··· Working data

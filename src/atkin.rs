//! # Segmented sieve of Atkin
//!
//! Prime generation over `[lo, lo + len)` by lattice-point toggles on the
//! wheel-30 residue classes coprime to 60. Each of the 16 classes δ owns one
//! packed bit vector per segment; bit k means "60·(lo/60 + k) + δ is prime".
//!
//! Atkin's characterisation (for squarefree n coprime to 60):
//!
//! - n ≡ 1 (mod 4): n prime iff #{(x, y) : x, y > 0, 4x² + y² = n} is odd
//! - n ≡ 7 (mod 12): n prime iff #{(x, y) : x, y > 0, 3x² + y² = n} is odd
//! - n ≡ 11 (mod 12): n prime iff #{(x, y) : x > y > 0, 3x² − y² = n} is odd
//!
//! The toggle phase walks each form's solution lattice per residue class:
//! base solutions (f, g) with x-period 15 (first form) or 10 (the 3x² forms)
//! and y-period 30, advancing k by the constant increment Δk = y + 15 per
//! y-step. The cross-out phase then clears the non-squarefree survivors:
//! multiples of p² for 7 ≤ p ≤ ⌊√high⌋, with the first hit per class found
//! by the Chinese remainder combinator on (δ, 60) and (0, p²). Squares of
//! 2, 3, 5 never land on the wheel, and the seed primes come from the
//! wheel-30 Eratosthenes sieve.
//!
//! ## Reference
//!
//! - A. O. L. Atkin, D. J. Bernstein, "Prime sieves using binary quadratic
//!   forms", Mathematics of Computation, 73(246):1023–1030, 2004.

use crate::bits::BitVec;
use crate::crt::chinese_u64;
use crate::sieve::{generate_primes, isqrt};

/// The 16 residues mod 60 coprime to 60, ascending.
pub const WHEEL: [u64; 16] = [
    1, 7, 11, 13, 17, 19, 23, 29, 31, 37, 41, 43, 47, 49, 53, 59,
];

/// Residue mod 60 → wheel index, or −1 off the wheel.
const WHEEL_IDX: [i8; 60] = [
    -1, 0, -1, -1, -1, -1, -1, 1, -1, -1, // 0..9
    -1, 2, -1, 3, -1, -1, -1, 4, -1, 5, // 10..19
    -1, -1, -1, 6, -1, -1, -1, -1, -1, 7, // 20..29
    -1, 8, -1, -1, -1, -1, -1, 9, -1, -1, // 30..39
    -1, 10, -1, 11, -1, -1, -1, 12, -1, 13, // 40..49
    -1, -1, -1, 14, -1, -1, -1, -1, -1, 15, // 50..59
];

/// One sieved segment: 16 frozen bit vectors plus the requested bounds.
pub struct AtkinSieve {
    /// Requested lower bound (not rounded).
    lo: u64,
    /// Requested length.
    len: u64,
    /// lo / 60 — index of the first covered 60-block.
    seg_low: u64,
    /// Number of covered 60-blocks.
    segs: u64,
    /// One vector per wheel residue, each `segs` bits long.
    vectors: Vec<BitVec>,
}

/// Sieve the segment `[lo, lo + len)`.
///
/// The bit vectors cover the enclosing 60-aligned range; enumeration filters
/// back down to the requested half-open interval.
pub fn sieve_segment(lo: u64, len: u64) -> AtkinSieve {
    let end = lo.checked_add(len).expect("segment end overflows");
    assert!(end < u64::MAX / 64, "segment end too large to sieve");

    let seg_low = lo / 60;
    let segs = end.div_ceil(60).saturating_sub(seg_low);
    let low = 60 * seg_low;
    let high = 60 * (seg_low + segs);

    let mut vectors: Vec<BitVec> = (0..16).map(|_| BitVec::new(segs as usize)).collect();

    if segs > 0 {
        for (di, &delta) in WHEEL.iter().enumerate() {
            let vec = &mut vectors[di];
            if delta % 4 == 1 {
                toggle_4xx_yy(vec, delta, seg_low, low, high);
            } else if delta % 6 == 1 {
                toggle_3xx_yy(vec, delta, seg_low, low, high);
            } else {
                debug_assert_eq!(delta % 12, 11);
                toggle_3xx_minus_yy(vec, delta, seg_low, low, high);
            }
        }
        cross_out_squares(&mut vectors, seg_low, low, high);
    }

    AtkinSieve {
        lo,
        len,
        seg_low,
        segs,
        vectors,
    }
}

impl AtkinSieve {
    /// The primes of `[lo, lo + len)` in strictly ascending order.
    ///
    /// 2, 3 and 5 are supplied up front when in range; everything else reads
    /// the wheel vectors block by block, residues ascending within a block.
    pub fn primes(&self) -> impl Iterator<Item = u64> + '_ {
        let lo = self.lo;
        let end = self.lo + self.len;
        let seg_low = self.seg_low;

        let small = [2u64, 3, 5]
            .into_iter()
            .filter(move |&q| q >= lo && q < end);

        let wheel = (0..self.segs).flat_map(move |k| {
            WHEEL.iter().enumerate().filter_map(move |(di, &delta)| {
                if self.vectors[di].get(k as usize) {
                    let n = 60 * (seg_low + k) + delta;
                    if n >= lo && n < end {
                        return Some(n);
                    }
                }
                None
            })
        });

        small.chain(wheel)
    }

    /// Requested lower bound.
    pub fn lo(&self) -> u64 {
        self.lo
    }

    /// Requested segment length.
    pub fn len(&self) -> u64 {
        self.len
    }

    pub fn is_empty(&self) -> bool {
        self.len == 0
    }
}

/// Smallest r with r² ≥ v.
fn ceil_sqrt(v: u64) -> u64 {
    let r = isqrt(v);
    if r * r == v {
        r
    } else {
        r + 1
    }
}

/// Smallest member of the class `g (mod m)` that is ≥ v.
fn align_up(v: u64, g: u64, m: u64) -> u64 {
    v + (g % m + m - v % m) % m
}

/// Toggle solutions of 4x² + y² = 60k + δ (δ ≡ 1 mod 4).
///
/// Base solutions (f, g) ∈ [1,15]×[1,30]; 4x² mod 60 depends only on
/// x mod 15 and y² mod 60 only on y mod 30, so each base pair spans a full
/// sublattice. Within a fixed x the y-walk advances k by y + 15 per step.
fn toggle_4xx_yy(vec: &mut BitVec, delta: u64, seg_low: u64, low: u64, high: u64) {
    for f in 1..=15u64 {
        for g in 1..=30u64 {
            if (4 * f * f + g * g) % 60 != delta {
                continue;
            }
            let mut x = f;
            while 4 * x * x < high {
                let n0 = 4 * x * x;
                let y0 = if n0 + g * g >= low {
                    g
                } else {
                    align_up(ceil_sqrt(low - n0), g, 30)
                };
                let mut y = y0;
                let mut n = n0 + y * y;
                while n < high {
                    debug_assert!(n >= low && n % 60 == delta);
                    vec.flip((n / 60 - seg_low) as usize);
                    // Δn = (y+30)² − y² = 60(y + 15)
                    n += 60 * (y + 15);
                    y += 30;
                }
                x += 15;
            }
        }
    }
}

/// Toggle solutions of 3x² + y² = 60k + δ (δ ≡ 7 mod 12).
///
/// 3x² mod 60 depends only on x mod 10, so the x-period drops to 10.
fn toggle_3xx_yy(vec: &mut BitVec, delta: u64, seg_low: u64, low: u64, high: u64) {
    for f in 1..=10u64 {
        for g in 1..=30u64 {
            if (3 * f * f + g * g) % 60 != delta {
                continue;
            }
            let mut x = f;
            while 3 * x * x < high {
                let n0 = 3 * x * x;
                let y0 = if n0 + g * g >= low {
                    g
                } else {
                    align_up(ceil_sqrt(low - n0), g, 30)
                };
                let mut y = y0;
                let mut n = n0 + y * y;
                while n < high {
                    debug_assert!(n >= low && n % 60 == delta);
                    vec.flip((n / 60 - seg_low) as usize);
                    n += 60 * (y + 15);
                    y += 30;
                }
                x += 10;
            }
        }
    }
}

/// Toggle solutions of 3x² − y² = 60k + δ with x > y > 0 (δ ≡ 11 mod 12).
///
/// The y-walk now *decreases* n (Δk = −(y + 15)); the loop runs y upward
/// through (the class of) the window instead.
fn toggle_3xx_minus_yy(vec: &mut BitVec, delta: u64, seg_low: u64, low: u64, high: u64) {
    for f in 1..=10u64 {
        for g in 1..=30u64 {
            if (3 * f * f % 60 + 60 - g * g % 60) % 60 != delta {
                continue;
            }
            // Smallest useful x: 3x² − 1 ≥ low, i.e. x² ≥ (low + 1)/3.
            let xs = ceil_sqrt((low + 1).div_ceil(3)).max(f);
            let mut x = if xs == f { f } else { align_up(xs, f, 10) };
            // Largest useful x: even y = x − 1 leaves n = 2x² + 2x − 1 < high.
            while 2 * x * x + 2 * x - 1 < high {
                let n0 = 3 * x * x;
                // y² ∈ (n0 − high, n0 − low] and 1 ≤ y < x
                let y_max = std::cmp::min(x - 1, isqrt(n0 - low));
                let y_lo = if n0 >= high { isqrt(n0 - high) + 1 } else { 1 };
                let mut y = align_up(y_lo, g, 30);
                while y <= y_max {
                    let n = n0 - y * y;
                    debug_assert!(n >= low && n < high && n % 60 == delta);
                    vec.flip((n / 60 - seg_low) as usize);
                    y += 30;
                }
                x += 10;
            }
        }
    }
}

/// Clear every 60k + δ divisible by p² for 7 ≤ p ≤ ⌊√high⌋.
///
/// The first index in each class comes from combining n ≡ δ (mod 60) with
/// n ≡ 0 (mod p²); gcd(60, p²) = 1 for p ≥ 7, so the combination always
/// exists and repeats with period 60p².
fn cross_out_squares(vectors: &mut [BitVec], seg_low: u64, low: u64, high: u64) {
    if high <= low {
        return;
    }
    for p in generate_primes(isqrt(high - 1)) {
        if p < 7 {
            continue;
        }
        let p2 = p * p;
        for (di, &delta) in WHEEL.iter().enumerate() {
            let (x0, step) =
                chinese_u64((delta, 60), (0, p2)).expect("60 and p² are coprime for p ≥ 7");
            let mut n = if x0 >= low {
                x0
            } else {
                x0 + (low - x0).div_ceil(step) * step
            };
            while n < high {
                debug_assert!(n % 60 == delta && n % p2 == 0);
                vectors[di].clear((n / 60 - seg_low) as usize);
                n += step;
            }
        }
    }
}

/// Wheel index of a residue mod 60, if coprime to 60.
pub fn wheel_index(residue: u64) -> Option<usize> {
    let i = WHEEL_IDX[(residue % 60) as usize];
    (i >= 0).then_some(i as usize)
}

#[cfg(test)]
mod tests {
    use super::*;

    fn atkin_primes(lo: u64, len: u64) -> Vec<u64> {
        sieve_segment(lo, len).primes().collect()
    }

    fn reference_primes(lo: u64, len: u64) -> Vec<u64> {
        generate_primes(lo + len)
            .into_iter()
            .filter(|&p| p >= lo && p < lo + len)
            .collect()
    }

    /// The 25 primes below 100.
    #[test]
    fn first_hundred() {
        assert_eq!(
            atkin_primes(0, 100),
            vec![
                2, 3, 5, 7, 11, 13, 17, 19, 23, 29, 31, 37, 41, 43, 47, 53, 59, 61, 67, 71,
                73, 79, 83, 89, 97
            ]
        );
    }

    #[test]
    fn matches_eratosthenes_from_zero() {
        assert_eq!(atkin_primes(0, 1000), reference_primes(0, 1000));
        assert_eq!(atkin_primes(0, 10_000), reference_primes(0, 10_000));
    }

    #[test]
    fn matches_eratosthenes_on_interior_segments() {
        for &(lo, len) in &[
            (60u64, 60u64),
            (61, 60),       // unaligned lower bound
            (97, 5),        // tiny window
            (1000, 1000),
            (9999, 123),
            (50_000, 2_500),
        ] {
            assert_eq!(
                atkin_primes(lo, len),
                reference_primes(lo, len),
                "segment [{}, {})",
                lo,
                lo + len
            );
        }
    }

    #[test]
    fn squares_and_squareful_values_are_cleared() {
        // 121 = 11², 169 = 13², 539 = 7²·11, 847 = 7²·... = 7·11², all on the wheel
        let primes = atkin_primes(0, 1000);
        for composite in [49u64, 121, 169, 343, 539, 847, 961] {
            assert!(
                !primes.contains(&composite),
                "{} wrongly marked prime",
                composite
            );
        }
    }

    #[test]
    fn small_primes_only_when_in_range() {
        assert_eq!(atkin_primes(0, 3), vec![2]);
        assert_eq!(atkin_primes(2, 2), vec![2, 3]);
        assert_eq!(atkin_primes(3, 3), vec![3, 5]);
        assert_eq!(atkin_primes(6, 10), vec![7, 11, 13]);
    }

    #[test]
    fn empty_and_degenerate_segments() {
        assert_eq!(atkin_primes(100, 0), Vec::<u64>::new());
        assert_eq!(atkin_primes(0, 1), Vec::<u64>::new());
        assert_eq!(atkin_primes(0, 2), Vec::<u64>::new());
        assert_eq!(atkin_primes(24, 5), Vec::<u64>::new()); // [24, 29) has no primes
    }

    #[test]
    fn ascending_order() {
        let primes = atkin_primes(0, 20_000);
        for w in primes.windows(2) {
            assert!(w[0] < w[1], "{} !< {}", w[0], w[1]);
        }
    }

    #[test]
    fn segment_boundary_straddles_sixty_block() {
        // [119, 122) contains 60·2 + 1 = 121 (composite) and nothing else prime
        assert_eq!(atkin_primes(119, 3), Vec::<u64>::new());
        // [112, 20) contains 113
        assert_eq!(atkin_primes(112, 20), vec![113, 127, 131]);
    }

    #[test]
    fn large_segment_spot_check() {
        // π(10^6) = 78498
        let primes = atkin_primes(0, 1_000_000);
        assert_eq!(primes.len(), 78_498);
        assert_eq!(primes.last(), Some(&999_983));
    }

    #[test]
    fn wheel_index_roundtrip() {
        for (i, &w) in WHEEL.iter().enumerate() {
            assert_eq!(wheel_index(w), Some(i));
        }
        for off in [0u64, 2, 3, 5, 6, 25, 35, 57] {
            assert_eq!(wheel_index(off), None);
        }
    }
}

······

**Brief**
From the very first line of the records down to the line with "pub const WHEEL: [u64;", please write out each line exactly, including both ends and no other lines.

**Written response**
filename src/atkin.rs
//! # Segmented sieve of Atkin
//!
//! Prime generation over `[lo, lo + len)` by lattice-point toggles on the
//! wheel-30 residue classes coprime to 60. Each of the 16 classes δ owns one
//! packed bit vector per segment; bit k means "60·(lo/60 + k) + δ is prime".
//!
//! Atkin's characterisation (for squarefree n coprime to 60):
//!
//! - n ≡ 1 (mod 4): n prime iff #{(x, y) : x, y > 0, 4x² + y² = n} is odd
//! - n ≡ 7 (mod 12): n prime iff #{(x, y) : x, y > 0, 3x² + y² = n} is odd
//! - n ≡ 11 (mod 12): n prime iff #{(x, y) : x > y > 0, 3x² − y² = n} is odd
//!
//! The toggle phase walks each form's solution lattice per residue class:
//! base solutions (f, g) with x-period 15 (first form) or 10 (the 3x² forms)
//! and y-period 30, advancing k by the constant increment Δk = y + 15 per
//! y-step. The cross-out phase then clears the non-squarefree survivors:
//! multiples of p² for 7 ≤ p ≤ ⌊√high⌋, with the first hit per class found
//! by the Chinese remainder combinator on (δ, 60) and (0, p²). Squares of
//! 2, 3, 5 never land on the wheel, and the seed primes come from the
//! wheel-30 Eratosthenes sieve.
//!
//! ## Reference
//!
//! - A. O. L. Atkin, D. J. Bernstein, "Prime sieves using binary quadratic
//!   forms", Mathematics of Computation, 73(246):1023–1030, 2004.

use crate::bits::BitVec;
use crate::crt::chinese_u64;
use crate::sieve::{generate_primes, isqrt};

/// The 16 residues mod 60 coprime to 60, ascending.
pub const WHEEL: [u64; 16] = [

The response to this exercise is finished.